Logical qubits have achieved 96% survival rate: a breakthrough in quantum error correction on IBM Heron

quantum computers квантовые компьютеры 2

The quantum industry is taking another important step toward fault-tolerant computing. A group of researchers from the University of Sydney, in collaboration with IBM engineers, has achieved a significant increase in the preservation of logical qubits — up to 96% per error correction cycle. The experiment was conducted on the latest 156-qubit superconducting processor, IBM Quantum Heron r2, and the results are impressive.

The main enemy of quantum systems on the path to the FTQC (fault-tolerant quantum computing) era remains the so-called "idle noise." The problem is that for error correction, the processor must regularly pause computations for internal checks. It is during these pauses that the remaining qubits lose stability and generate new errors, negating the correction efforts.

To solve this fundamental problem, physicists completely redesigned the architecture of the correction circuits. Instead of tolerating long idle periods, they radically reduced the computation pause time by optimizing the algorithms. The result is clear: the survival rate of logical qubits jumped from less than 90% to 96%.

Project leader Stephen Bartlett from Sydney Nano rightly notes that "forced idle time" is not just a technical detail, but a serious obstacle to reliable operation at every stage of computation. And although the current result was obtained in laboratory conditions on a single processor, its significance for the industry is hard to overestimate.

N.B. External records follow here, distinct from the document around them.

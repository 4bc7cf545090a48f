//! Scratch directory guard

use std::path::{Path, PathBuf};

use pkgverify_errors::{Error, VerifyError};
use tokio::fs;

/// Owns the scratch directory for one verification run
///
/// Call [`ScratchDir::release`] on every path. If the guard is dropped while
/// still armed (a panic, a cancelled future) the directory is removed
/// synchronously.
#[derive(Debug)]
pub struct ScratchDir {
    path: PathBuf,
    removed_stale: bool,
    armed: bool,
}

impl ScratchDir {
    /// Remove anything at `path` and create an empty directory there
    ///
    /// # Errors
    ///
    /// Returns `VerifyError::ScratchDirectory` if the stale entry cannot be
    /// removed or the directory cannot be created.
    pub async fn prepare(path: PathBuf) -> Result<Self, Error> {
        let removed_stale = match fs::symlink_metadata(&path).await {
            Ok(meta) => {
                let removed = if meta.is_dir() {
                    fs::remove_dir_all(&path).await
                } else {
                    fs::remove_file(&path).await
                };
                removed.map_err(|e| scratch_error(&path, &e))?;
                true
            }
            Err(e) if e.kind() == std::io::ErrorKind::NotFound => false,
            Err(e) => return Err(scratch_error(&path, &e)),
        };

        fs::create_dir(&path)
            .await
            .map_err(|e| scratch_error(&path, &e))?;

        Ok(Self {
            path,
            removed_stale,
            armed: true,
        })
    }

    #[must_use]
    pub fn path(&self) -> &Path {
        &self.path
    }

    /// Whether a leftover from an earlier run had to be removed
    #[must_use]
    pub fn removed_stale(&self) -> bool {
        self.removed_stale
    }

    /// Remove the directory and disarm the guard
    ///
    /// # Errors
    ///
    /// Returns `VerifyError::ScratchDirectory` if removal fails for any
    /// reason other than the directory already being gone.
    pub async fn release(mut self) -> Result<PathBuf, Error> {
        self.armed = false;
        match fs::remove_dir_all(&self.path).await {
            Ok(()) => Ok(self.path.clone()),
            Err(e) if e.kind() == std::io::ErrorKind::NotFound => Ok(self.path.clone()),
            Err(e) => Err(scratch_error(&self.path, &e)),
        }
    }
}

impl Drop for ScratchDir {
    fn drop(&mut self) {
        if self.armed {
            if let Err(e) = std::fs::remove_dir_all(&self.path) {
                tracing::warn!(path = %self.path.display(), error = %e, "failed to remove scratch directory");
            }
        }
    }
}

fn scratch_error(path: &Path, err: &std::io::Error) -> Error {
    VerifyError::ScratchDirectory {
        path: path.display().to_string(),
        message: err.to_string(),
    }
    .into()
}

It is scalability and fault tolerance that remain the last bastions on the path to practical quantum supremacy. Recall that IBM previously announced plans to achieve the first confirmed cases of quantum advantage by the end of 2026. This achievement is another brick in the foundation of that ambitious goal.

Analyst's opinion: The increase in survival rate from 90% to 96% is not just numbers. In quantum error correction, every percentage point has exponential significance. If this method can be scaled to thousands of qubits, we will witness the transition from experimental machines to truly useful computing systems.